Видимо, поэтому местом для смерти еще одной женщины-бомжа выбрано у Я. Вишневской метро («Сестры» — рассказ из сборника «Время рожать», к которому мы еще вернемся). Не будем приводить полного описания ее непрезентабельной внешности, важным для нас будет то, как показаны ее «роды» — так на медицинском жаргоне называют «скоропостижную смерть». Героиня рассказа — девушка из метафизической службы спасения метро. Она по-своему любуется моментом смерти, чувствуя себя акушеркой души. Смерть цыганки с «селедочным хвостиком черных волос» показана ее глазами: «Ее голова лопается, как гнилой персик, и членистоногая, прозрачная, сверкающая всеми цветами спектра, непостижимая тварь выбирается наружу. Кровь, мозговая жидкость быстро высыхают на тонких крыльях твари. Крылья вздрагивают, испуская ровное сильное сияние. <…> Ее тянет к вентиляционной шахте. <…> Тварь взмахивает крыльями несколько раз, и лазоревый блеск идет от нее кругами, застывает густым облаком прямо под круглой дырой в потолке. Святящееся облако еще стоит над столбом штольни, а твари уже нет» [Вишневская 2001: 280–281].
Как видим, снова светлый исход, хотя вылетание «бабочки-Психеи» из тела показано отнюдь не эстетично (как, например, у О. Мандельштама: «Когда Психея-жизнь спускается к теням / В полупрозрачный лес вослед за Персефоной…»), без мыслимой «воздушности», и несмотря на то что речь идет и о прозрачности сияния, и о лазоревом блеске — все это снимается использованием слова «тварь» по отношению к душе, и не дает ей освободиться от тяжести телесности.

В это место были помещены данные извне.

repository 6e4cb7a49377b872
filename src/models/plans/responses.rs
use serde::Serialize;
use ts_rs::TS;

use super::entities::TeachingPlan;
use crate::models::PaginationInfo;

// 教学计划列表响应
#[derive(Debug, Serialize, TS)]
#[ts(export, export_to = "../frontend/src/types/generated/plan.ts")]
pub struct PlanListResponse {
    pub items: Vec<TeachingPlan>,
    pub pagination: PaginationInfo,
}
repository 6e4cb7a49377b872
use serde::Deserialize;
use ts_rs::TS;

use super::entities::ProgressArea;
use crate::models::common::PaginationQuery;

// 成长记录列表查询参数（来自HTTP请求）
#[derive(Debug, Deserialize, TS)]
#[ts(export, export_to = "../frontend/src/types/generated/progress.ts")]
pub struct ProgressListParams {
    #[serde(flatten)]
    #[ts(flatten)]
    pub pagination: PaginationQuery,
    pub student_id: Option<i64>,
    pub teacher_id: Option<i64>,
    pub area: Option<ProgressArea>,
}

// 新建成长记录
#[derive(Debug, Deserialize, TS)]
#[ts(export, export_to = "../frontend/src/types/generated/progress.ts")]
pub struct CreateProgressRequest {
    pub student_id: i64,
    /// 管理员代录时必须指定，教师账号默认为本人
    pub teacher_id: Option<i64>,
    pub area: ProgressArea,
    pub rating: i32,
    pub remarks: Option<String>,
    /// 缺省为今天
    pub recorded_on: Option<chrono::NaiveDate>,
}

// 更新成长记录
#[derive(Debug, Deserialize, TS)]
#[ts(export, export_to = "../frontend/src/types/generated/progress.ts")]
pub struct UpdateProgressRequest {
    pub area: Option<ProgressArea>,
    pub rating: Option<i32>,
    pub remarks: Option<String>,
    pub recorded_on: Option<chrono::NaiveDate>,
}

// 成长记录列表查询参数（用于存储层）
#[derive(Debug, Clone, Default, Deserialize, TS)]
#[ts(export, export_to = "../frontend/src/types/generated/progress.ts")]
pub struct ProgressListQuery {
    pub page: Option<i64>,
    pub size: Option<i64>,
    pub student_id: Option<i64>,
    pub teacher_id: Option<i64>,
    pub area: Option<ProgressArea>,
}

// 成长报告导出参数
#[derive(Debug, Deserialize, TS)]
#[ts(export, export_to = "../frontend/src/types/generated/progress.ts")]
pub struct ProgressExportParams {
    #[serde(default = "default_export_format")]
    pub format: String,
}

fn default_export_format() -> String {
    "csv".to_string()
}
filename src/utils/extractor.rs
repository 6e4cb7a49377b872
//! 安全的路径参数提取器
//!
//! 路径中的 ID 必须是正整数，否则直接返回 400 与统一的错误响应，
//! 不会进入处理程序。

use actix_web::{
    FromRequest, HttpRequest, HttpResponse, dev::Payload, error::InternalError,
};
use futures_util::future::{Ready, ready};

use crate::models::{ApiResponse, ErrorCode};

fn parse_positive_id(raw: Option<&str>, name: &str) -> Result<i64, String> {
    let raw = raw.ok_or_else(|| format!("缺少路径参数 {name}"))?;
    match raw.parse::<i64>() {
        Ok(id) if id > 0 => Ok(id),
        _ => Err(format!("无效的 {name}: '{raw}'")),
    }
}

fn bad_request(message: String) -> actix_web::Error {
    let response = HttpResponse::BadRequest()
        .json(ApiResponse::<()>::error_empty(ErrorCode::BadRequest, &message));
    InternalError::from_response(message, response).into()
}

macro_rules! define_safe_i64_extractor {
    ($(#[$meta:meta])* $name:ident, $param:literal) => {
        $(#[$meta])*
        #[derive(Debug, Clone, Copy, PartialEq, Eq)]
        pub struct $name(pub i64);

        impl FromRequest for $name {
            type Error = actix_web::Error;
            type Future = Ready<Result<Self, Self::Error>>;

            fn from_request(req: &HttpRequest, _: &mut Payload) -> Self::Future {
                ready(
                    parse_positive_id(req.match_info().get($param), $param)
                        .map($name)
                        .map_err(bad_request),
                )
            }
        }
    };
}

define_safe_i64_extractor!(
    /// 路径中的 `{id}`
    SafeIDI64,
    "id"
);

#[cfg(test)]
mod tests {
    use super::*;
    use actix_web::test::TestRequest;

    #[test]
    fn test_parse_positive_id() {
        assert_eq!(parse_positive_id(Some("42"), "id"), Ok(42));
        assert!(parse_positive_id(Some("0"), "id").is_err());
        assert!(parse_positive_id(Some("-1"), "id").is_err());
        assert!(parse_positive_id(Some("abc"), "id").is_err());
        assert!(parse_positive_id(None, "id").is_err());
    }

    #[actix_web::test]
    async fn test_extract_from_path() {
        let req = TestRequest::default().param("id", "7").to_http_request();
        let id = SafeIDI64::extract(&req).await.unwrap();
        assert_eq!(id, SafeIDI64(7));

        let req = TestRequest::default().param("id", "7x").to_http_request();
        let err = SafeIDI64::extract(&req).await.unwrap_err();
        assert_eq!(
            err.as_response_error().status_code(),
            actix_web::http::StatusCode::BAD_REQUEST
        );
    }
}
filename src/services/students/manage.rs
use actix_web::{HttpRequest, HttpResponse, Result as ActixResult};
use tracing::{error, info};

use super::{StudentService, check_teacher_for_level, student_not_found};
use crate::models::{
    ApiResponse, ErrorCode,
    students::requests::{CreateStudentRequest, UpdateStudentRequest},
};
use crate::services::invalidate_dashboard;
use crate::utils::validate::{validate_display_text, validate_student_age};

fn invalid(msg: String) -> HttpResponse {
    HttpResponse::BadRequest().json(ApiResponse::error_empty(ErrorCode::StudentInvalid, msg))
}

fn write_failed(action: &str, e: impl std::fmt::Display) -> HttpResponse {
    error!("Failed to {} student: {}", action, e);
    HttpResponse::InternalServerError().json(ApiResponse::error_empty(
        ErrorCode::InternalServerError,
        format!("Failed to {action} student: {e}"),
    ))
}

pub async fn create_student(
    service: &StudentService,
    student_data: CreateStudentRequest,
    request: &HttpRequest,
) -> ActixResult<HttpResponse> {
    if let Err(msg) = validate_display_text(&student_data.name, "name") {
        return Ok(invalid(msg));
    }
    if let Err(msg) = validate_student_age(student_data.age) {
        return Ok(invalid(msg));
    }

    let storage = service.get_storage(request)?;

    // 建档时指定的教师同样要满足班级资格
    if let Some(teacher_id) = student_data.teacher_id
        && let Some(resp) =
            check_teacher_for_level(storage.as_ref(), teacher_id, student_data.class_level).await
    {
        return Ok(resp);
    }

    match storage.create_student(student_data).await {
        Ok(student) => {
            info!("Created student {} in {}", student.id, student.class_level);
            invalidate_dashboard(request).await;
            Ok(HttpResponse::Created().json(ApiResponse::success(student, "Student created")))
        }
        Err(e) => Ok(write_failed("create", e)),
    }
}

pub async fn update_student(
    service: &StudentService,
    student_id: i64,
    update_data: UpdateStudentRequest,
    request: &HttpRequest,
) -> ActixResult<HttpResponse> {
    if let Some(name) = &update_data.name
        && let Err(msg) = validate_display_text(name, "name")
    {
        return Ok(invalid(msg));
    }
    if let Some(age) = update_data.age
        && let Err(msg) = validate_student_age(age)
    {
        return Ok(invalid(msg));
    }

    let storage = service.get_storage(request)?;

    // 换班时现任教师必须也能带新班级，否则先改分配
    if let Some(level) = update_data.class_level {
        let current = match storage.get_student_by_id(student_id).await {
            Ok(Some(student)) => student,
            Ok(None) => return Ok(student_not_found()),
            Err(e) => return Ok(write_failed("update", e)),
        };
        if let Some(teacher_id) = current.teacher_id
            && level != current.class_level
            && let Some(resp) = check_teacher_for_level(storage.as_ref(), teacher_id, level).await
        {
            return Ok(resp);
        }
    }

    match storage.update_student(student_id, update_data).await {
        Ok(Some(student)) => {
            invalidate_dashboard(request).await;
            Ok(HttpResponse::Ok().json(ApiResponse::success(student, "Student updated")))
        }
        Ok(None) => Ok(student_not_found()),
        Err(e) => Ok(write_failed("update", e)),
    }
}

pub async fn delete_student(
    service: &StudentService,
    student_id: i64,
    request: &HttpRequest,
) -> ActixResult<HttpResponse> {
    let storage = service.get_storage(request)?;

    match storage.delete_student(student_id).await {
        Ok(true) => {
            info!("Deleted student {}", student_id);
            invalidate_dashboard(request).await;
            Ok(HttpResponse::Ok().json(ApiResponse::success_empty("Student deleted")))
        }
        Ok(false) => Ok(student_not_found()),
        Err(e) => Ok(write_failed("delete", e)),
    }
}
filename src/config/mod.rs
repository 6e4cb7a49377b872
//! 配置管理
//!
//! 配置来源优先级（由低到高）：内置默认值 → config.toml → config.{APP_ENV}.toml → 环境变量。

mod r#impl;
mod structs;

pub use structs::*;
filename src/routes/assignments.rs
use actix_web::{HttpRequest, HttpResponse, Result as ActixResult, web};
use once_cell::sync::Lazy;

use crate::middlewares;
use crate::models::assignments::requests::ReconcileRequest;
use crate::models::users::entities::UserRole;
use crate::services::AssignmentService;

static ASSIGNMENT_SERVICE: Lazy<AssignmentService> = Lazy::new(AssignmentService::new_lazy);

pub async fn get_snapshot(req: HttpRequest) -> ActixResult<HttpResponse> {
    ASSIGNMENT_SERVICE.get_snapshot(&req).await
}

pub async fn reconcile(
    req: HttpRequest,
    body: web::Json<ReconcileRequest>,
) -> ActixResult<HttpResponse> {
    ASSIGNMENT_SERVICE.reconcile(body.into_inner(), &req).await
}

// 仅管理员
pub fn configure_assignment_routes(cfg: &mut web::ServiceConfig) {
    cfg.service(
        web::scope("/api/v1/assignments")
            .wrap(middlewares::RequireJWT)
            .service(
                web::scope("")
                    .wrap(middlewares::RequireRole::new_any(UserRole::admin_roles()))
                    .route("", web::get().to(get_snapshot))
                    .route("/reconcile", web::post().to(reconcile)),
            ),
    );
}
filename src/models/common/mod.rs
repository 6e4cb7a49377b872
pub mod class_level;
pub mod pagination;
pub mod response;
pub mod string_enum;

pub use class_level::ClassLevel;
pub use pagination::{PaginationInfo, PaginationQuery};
pub use response::ApiResponse;
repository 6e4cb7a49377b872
use actix_web::{HttpRequest, HttpResponse, Result as ActixResult};
use tracing::{error, info};

use super::TeacherService;
use crate::models::{
    ApiResponse, ErrorCode,
    teachers::requests::{CreateTeacherRequest, UpdateTeacherRequest},
    users::entities::UserRole,
};
use crate::services::invalidate_dashboard;
use crate::services::users::is_unique_violation;
use crate::storage::Storage;
use crate::utils::validate::{validate_display_text, validate_email};

fn validate_contact(
    name: Option<&str>,
    email: Option<&str>,
    phone: Option<&str>,
) -> Result<(), String> {
    if let Some(name) = name {
        validate_display_text(name, "name")?;
    }
    if let Some(email) = email {
        validate_email(email).map_err(str::to_string)?;
    }
    if let Some(phone) = phone
        && (phone.trim().is_empty() || phone.chars().count() > 32)
    {
        return Err("phone must be 1-32 characters".to_string());
    }
    Ok(())
}

/// 关联账号必须存在且为教师角色
async fn check_linked_user(storage: &dyn Storage, user_id: i64) -> Option<HttpResponse> {
    match storage.get_user_by_id(user_id).await {
        Ok(Some(user)) if user.role == UserRole::Teacher => None,
        Ok(Some(_)) => Some(HttpResponse::BadRequest().json(ApiResponse::error_empty(
            ErrorCode::TeacherInvalid,
            "Linked account must have the teacher role",
        ))),
        Ok(None) => Some(HttpResponse::NotFound().json(ApiResponse::error_empty(
            ErrorCode::UserNotFound,
            "Linked account not found",
        ))),
        Err(e) => {
            error!("Failed to look up linked account {}: {}", user_id, e);
            Some(
                HttpResponse::InternalServerError().json(ApiResponse::error_empty(
                    ErrorCode::InternalServerError,
                    "Failed to look up linked account",
                )),
            )
        }
    }
}

fn write_failed(action: &str, e: impl std::fmt::Display) -> HttpResponse {
    let msg = format!("Failed to {action} teacher: {e}");
    if is_unique_violation(&msg) {
        return HttpResponse::Conflict().json(ApiResponse::error_empty(
            ErrorCode::TeacherInvalid,
            "Teacher conflicts with an existing record",
        ));
    }
    error!("{}", msg);
    HttpResponse::InternalServerError().json(ApiResponse::error_empty(
        ErrorCode::InternalServerError,
        msg,
    ))
}

pub async fn create_teacher(
    service: &TeacherService,
    teacher_data: CreateTeacherRequest,
    request: &HttpRequest,
) -> ActixResult<HttpResponse> {
    if let Err(msg) = validate_contact(
        Some(&teacher_data.name),
        teacher_data.email.as_deref(),
        teacher_data.phone.as_deref(),
    ) {
        return Ok(HttpResponse::BadRequest()
            .json(ApiResponse::error_empty(ErrorCode::TeacherInvalid, msg)));
    }

    let storage = service.get_storage(request)?;

    if let Some(user_id) = teacher_data.user_id
        && let Some(resp) = check_linked_user(storage.as_ref(), user_id).await
    {
        return Ok(resp);
    }

    match storage.create_teacher(teacher_data).await {
        Ok(teacher) => {
            info!("Created teacher {} ({})", teacher.id, teacher.name);
            invalidate_dashboard(request).await;
            Ok(HttpResponse::Created().json(ApiResponse::success(teacher, "Teacher created")))
        }
        Err(e) => Ok(write_failed("create", e)),
    }
}

pub async fn update_teacher(
    service: &TeacherService,
    teacher_id: i64,
    update_data: UpdateTeacherRequest,
    request: &HttpRequest,
) -> ActixResult<HttpResponse> {
    if let Err(msg) = validate_contact(
        update_data.name.as_deref(),
        update_data.email.as_deref(),
        update_data.phone.as_deref(),
    ) {
        return Ok(HttpResponse::BadRequest()
            .json(ApiResponse::error_empty(ErrorCode::TeacherInvalid, msg)));
    }

    let storage = service.get_storage(request)?;

    if let Some(user_id) = update_data.user_id
        && let Some(resp) = check_linked_user(storage.as_ref(), user_id).await
    {
        return Ok(resp);
    }

    match storage.update_teacher(teacher_id, update_data).await {
        Ok(Some(teacher)) => {
            invalidate_dashboard(request).await;
            Ok(HttpResponse::Ok().json(ApiResponse::success(teacher, "Teacher updated")))
        }
        Ok(None) => Ok(HttpResponse::NotFound().json(ApiResponse::error_empty(
            ErrorCode::TeacherNotFound,
            "Teacher not found",
        ))),
        Err(e) => Ok(write_failed("update", e)),
    }
}

pub async fn delete_teacher(
    service: &TeacherService,
    teacher_id: i64,
    request: &HttpRequest,
) -> ActixResult<HttpResponse> {
    let storage = service.get_storage(request)?;

    match storage.delete_teacher(teacher_id).await {
        Ok(true) => {
            info!("Deleted teacher {}", teacher_id);
            invalidate_dashboard(request).await;
            Ok(HttpResponse::Ok().json(ApiResponse::success_empty("Teacher deleted")))
        }
        Ok(false) => Ok(HttpResponse::NotFound().json(ApiResponse::error_empty(
            ErrorCode::TeacherNotFound,
            "Teacher not found",
        ))),
        Err(e) => Ok(write_failed("delete", e)),
    }
}

#[cfg(test)]
mod tests {
    use super::*;

    #[test]
    fn test_validate_contact() {
        assert!(validate_contact(Some("Meera"), Some("meera@example.com"), None).is_ok());
        assert!(validate_contact(None, None, None).is_ok());
        assert!(validate_contact(Some("  "), None, None).is_err());
        assert!(validate_contact(None, Some("not-an-email"), None).is_err());
        assert!(validate_contact(None, None, Some("")).is_err());
    }
}
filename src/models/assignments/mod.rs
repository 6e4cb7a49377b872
pub mod requests;
pub mod responses;
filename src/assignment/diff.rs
use super::{AssignmentChange, AssignmentMap};

/// 计算最小变更集
///
/// 只包含拟定值与初始值不同的学生（含分配与取消分配），按学生 ID 升序。
/// 不在 `proposed` 中的学生视为未变化，不在 `seed` 中的学生按"未分配"比较。
pub fn compute_diff(seed: &AssignmentMap, proposed: &AssignmentMap) -> Vec<AssignmentChange> {
    proposed
        .iter()
        .filter(|(id, teacher)| seed.get(*id).copied().flatten() != **teacher)
        .map(|(id, teacher)| AssignmentChange {
            student_id: *id,
            teacher_id: *teacher,
        })
        .collect()
}

#[cfg(test)]
mod tests {
    use super::*;

    fn map(pairs: &[(i64, Option<i64>)]) -> AssignmentMap {
        pairs.iter().copied().collect()
    }

    fn change(student_id: i64, teacher_id: Option<i64>) -> AssignmentChange {
        AssignmentChange {
            student_id,
            teacher_id,
        }
    }

    #[test]
    fn test_identical_maps_produce_no_changes() {
        let seed = map(&[(1, Some(1)), (2, None), (3, Some(2))]);
        assert!(compute_diff(&seed, &seed).is_empty());
    }

    #[test]
    fn test_reassign_and_assign_from_unassigned() {
        let seed = map(&[(1, Some(1)), (2, None)]);
        let proposed = map(&[(1, Some(2)), (2, Some(1))]);

        assert_eq!(
            compute_diff(&seed, &proposed),
            vec![change(1, Some(2)), change(2, Some(1))]
        );
    }

    #[test]
    fn test_unassign_is_a_change() {
        let seed = map(&[(5, Some(3))]);
        let proposed = map(&[(5, None)]);

        assert_eq!(compute_diff(&seed, &proposed), vec![change(5, None)]);
    }

    #[test]
    fn test_missing_keys() {
        let seed = map(&[(1, Some(1)), (2, Some(2))]);
        // 学生 2 不在拟定映射中：视为未变化
        // 学生 3、4 不在初始映射中：按未分配比较
        let proposed = map(&[(1, Some(1)), (3, Some(7)), (4, None)]);

        assert_eq!(compute_diff(&seed, &proposed), vec![change(3, Some(7))]);
    }

    #[test]
    fn test_diff_is_exactly_the_differing_keys() {
        let seed = map(&[(9, Some(1)), (1, None), (4, Some(2)), (6, Some(3)), (2, None)]);
        let proposed = map(&[(9, None), (1, None), (4, Some(3)), (6, Some(3)), (2, Some(2))]);

        let diff = compute_diff(&seed, &proposed);
        let ids: Vec<i64> = diff.iter().map(|c| c.student_id).collect();
        assert_eq!(ids, vec![2, 4, 9]);

        for (id, teacher) in &proposed {
            let differs = seed.get(id).copied().flatten() != *teacher;
            assert_eq!(diff.iter().any(|c| c.student_id == *id), differs);
        }
    }
}
pub mod extractor;
pub mod jwt;
pub mod parameter_error_handler;
pub mod password;
pub mod sql;
pub mod validate;

pub use extractor::SafeIDI64;
pub use parameter_error_handler::json_error_handler;
pub use parameter_error_handler::query_error_handler;
pub use sql::escape_like_pattern;
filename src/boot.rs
use log::{error, info, warn};
use std::fs;
use std::path::Path;
use std::process;

/// Required directories that will be created if missing
const REQUIRED_DIRS: &[&str] = &[
    "site",
    "site/db",
    "static",
    "static/css",
];

/// Critical template files — the server cannot function without these
const CRITICAL_TEMPLATES: &[&str] = &[
    "templates/base.html.tera",
    "templates/nav.html.tera",
    "templates/index.html.tera",
    "templates/post.html.tera",
    "templates/make-post.html.tera",
    "templates/about.html.tera",
    "templates/contact.html.tera",
];

/// Run all boot checks. Call this before Rocket launches.
/// Creates missing directories, warns about missing files, and
/// aborts if critical dependencies are absent.
pub fn run() {
    info!("Inkpost boot check starting...");

    let mut warnings = 0u32;
    let mut errors = 0u32;

    // ── 1. Directories ─────────────────────────────────
    for dir in REQUIRED_DIRS {
        let path = Path::new(dir);
        if !path.exists() {
            match fs::create_dir_all(path) {
                Ok(_) => info!("  Created directory: {}", dir),
                Err(e) => {
                    error!("  FAILED to create directory {}: {}", dir, e);
                    errors += 1;
                }
            }
        }
    }

    // ── 2. Critical templates ──────────────────────────
    for file in CRITICAL_TEMPLATES {
        if !Path::new(file).exists() {
            error!("  MISSING critical template: {}", file);
            errors += 1;
        }
    }

    // ── 3. Static assets ───────────────────────────────
    if !Path::new("static/css/styles.css").exists() {
        warn!("  Missing static asset: static/css/styles.css (pages will be unstyled)");
        warnings += 1;
    }

    // ── 4. Database directory writable ──────────────────
    let db_dir = Path::new("site/db");
    if db_dir.exists() {
        let test_file = db_dir.join(".write_test");
        match fs::write(&test_file, "test") {
            Ok(_) => {
                let _ = fs::remove_file(&test_file);
            }
            Err(e) => {
                error!("  Database directory not writable: {}", e);
                errors += 1;
            }
        }
    }

    // ── 5. Rocket.toml exists ───────────────────────────
    if !Path::new("Rocket.toml").exists() {
        warn!("  Rocket.toml not found — using default config");
        warnings += 1;
    }

    // ── Summary ─────────────────────────────────────────
    if errors > 0 {
        error!(
            "Boot check FAILED: {} error(s), {} warning(s). Aborting.",
            errors, warnings
        );
        process::exit(1);
    }

    if warnings > 0 {
        warn!(
            "Boot check passed with {} warning(s). Some features may not work correctly.",
            warnings
        );
    } else {
        info!("Boot check passed. All systems go.");
    }
}
use rocket_dyn_templates::Template;
use serde_json::{json, Value};

pub const SITE_NAME: &str = "Inkpost";

/// Merge the shared site chrome into the page context and hand the pair to
/// the template engine. Every page template extends `base` and expects a
/// `site` object for the head, nav, and footer.
pub fn page(name: &'static str, mut context: Value) -> Template {
    if let Value::Object(ref mut map) = context {
        map.insert(
            "site".to_string(),
            json!({
                "name": SITE_NAME,
                "nav": [
                    { "label": "Home", "href": "/" },
                    { "label": "About", "href": "/about" },
                    { "label": "Contact", "href": "/contact" },
                    { "label": "New Post", "href": "/new-post" },
                ],
                "year": chrono::Local::now().format("%Y").to_string(),
            }),
        );
    }
    Template::render(name, context)
}
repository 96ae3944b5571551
use r2d2::Pool;
use r2d2_sqlite::SqliteConnectionManager;

pub type DbPool = Pool<SqliteConnectionManager>;

/// Database location, overridable via the INKPOST_DB environment variable.
pub fn db_path() -> String {
    std::env::var("INKPOST_DB").unwrap_or_else(|_| "site/db/inkpost.db".to_string())
}

pub fn init_pool() -> Result<DbPool, Box<dyn std::error::Error>> {
    let manager = SqliteConnectionManager::file(db_path());
    let pool = Pool::builder().max_size(10).build(manager)?;

    // Enable WAL mode for better concurrent read performance
    let conn = pool.get()?;
    conn.execute_batch("PRAGMA journal_mode=WAL; PRAGMA foreign_keys=ON;")?;

    Ok(pool)
}

pub fn run_migrations(pool: &DbPool) -> Result<(), Box<dyn std::error::Error>> {
    let conn = pool.get()?;

    conn.execute_batch(
        "
        -- Blog posts
        CREATE TABLE IF NOT EXISTS posts (
            id INTEGER PRIMARY KEY,
            title TEXT NOT NULL UNIQUE,
            subtitle TEXT NOT NULL,
            date TEXT NOT NULL,
            body TEXT NOT NULL,
            author TEXT NOT NULL,
            img_url TEXT NOT NULL
        );
        ",
    )?;

    Ok(())
}
use rocket::State;
use rocket_dyn_templates::Template;
use serde_json::json;

use crate::db::DbPool;
use crate::models::post::Post;
use crate::render;

// ── Landing page ───────────────────────────────────────

#[get("/")]
pub fn index(pool: &State<DbPool>) -> Template {
    let posts = Post::list(pool);

    render::page(
        "index",
        json!({
            "all_posts": posts,
            "page_type": "index",
        }),
    )
}

// ── Individual post ────────────────────────────────────

#[get("/post/<id>")]
pub fn show_post(pool: &State<DbPool>, id: i64) -> Option<Template> {
    let post = Post::find_by_id(pool, id)?;

    Some(render::page(
        "post",
        json!({
            "post": post,
            "page_type": "post",
        }),
    ))
}

// ── Static pages ───────────────────────────────────────

#[get("/about")]
pub fn about() -> Template {
    render::page("about", json!({ "page_type": "about" }))
}

#[get("/contact")]
pub fn contact() -> Template {
    render::page("contact", json!({ "page_type": "contact" }))
}

pub fn routes() -> Vec<rocket::Route> {
    routes![index, show_post, about, contact]
}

Мотив «телесности» души часто используется женщинами-прозаиками для контрастивного показа женской неприглядности. Апофеозом же антикрасоты может служить героиня рассказа Е. Тарасовой «Не помнящая зла», которая уже достигла возраста Иисуса Христа и находится «на вершине дуги Данте» — ей исполнилось тридцать пять… Параллель со строчками Данте («Земную жизнь пройдя до половины, / Я очутился в сумрачном лесу») заставляет ее вновь задуматься о «пакости» предстоящей жизни. При этом героиня понимает, что ее внешняя телесная оболочка и душа изоморфны: «…душа повторяет тело, его форму; она также осязаема. Тело лишится пальца — его лишится душа, оно лишится зуба — его лишится душа. Но тело можно протезировать, а душа так и останется беззубой, безногой, беспалой. Душа не носит парик, она будет откровенно лысой» [Тарасова 1991:191]. Согласно установленной параллели, можно судить о «красоте души» героини по самоописанию ее тела: «Длинный кровоточащий шов на шее: вырезан зоб; вздувшиеся узлы на ногах — варикозное расширение вен, из тридцати зубов четыре только целы, над остальными изрядно потрудился кариес. Рот полон почерневших осколков. Ни она сама, ни душа ее никогда не улыбаются деформированным красным шишковатым лицом: гранулемы, воспаления, вспухшие лимфоузлы… Тление, недоверие, озлобленность, безнадежность. Пустота…» [Тарасова 1991:191]. Поэтому у героини особое отношение к телесной красоте других женщин: «Гадины, гадины. Красивые гадины! Не дай бог никому из Вас… Она существует с ними в одном мире, просто не имея сил уйти» [Тарасова 1991:193].